Activity:
How many lines in the records below contain the word "LazyLock"? State only that number.

(Saved entries)
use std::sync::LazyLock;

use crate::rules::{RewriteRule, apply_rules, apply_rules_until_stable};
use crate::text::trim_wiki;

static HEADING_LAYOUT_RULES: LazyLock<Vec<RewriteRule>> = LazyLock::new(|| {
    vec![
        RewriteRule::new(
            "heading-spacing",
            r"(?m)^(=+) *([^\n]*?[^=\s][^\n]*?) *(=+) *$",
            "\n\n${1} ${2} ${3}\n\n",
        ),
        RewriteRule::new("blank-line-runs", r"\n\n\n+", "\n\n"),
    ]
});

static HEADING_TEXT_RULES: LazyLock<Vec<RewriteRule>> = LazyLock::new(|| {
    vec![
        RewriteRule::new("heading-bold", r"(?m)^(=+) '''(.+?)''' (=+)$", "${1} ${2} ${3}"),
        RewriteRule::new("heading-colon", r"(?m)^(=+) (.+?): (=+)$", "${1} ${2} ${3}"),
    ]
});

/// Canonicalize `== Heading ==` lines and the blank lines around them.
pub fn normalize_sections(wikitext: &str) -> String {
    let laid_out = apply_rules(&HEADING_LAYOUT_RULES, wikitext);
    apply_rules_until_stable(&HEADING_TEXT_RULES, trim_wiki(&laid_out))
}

Exercise response:
3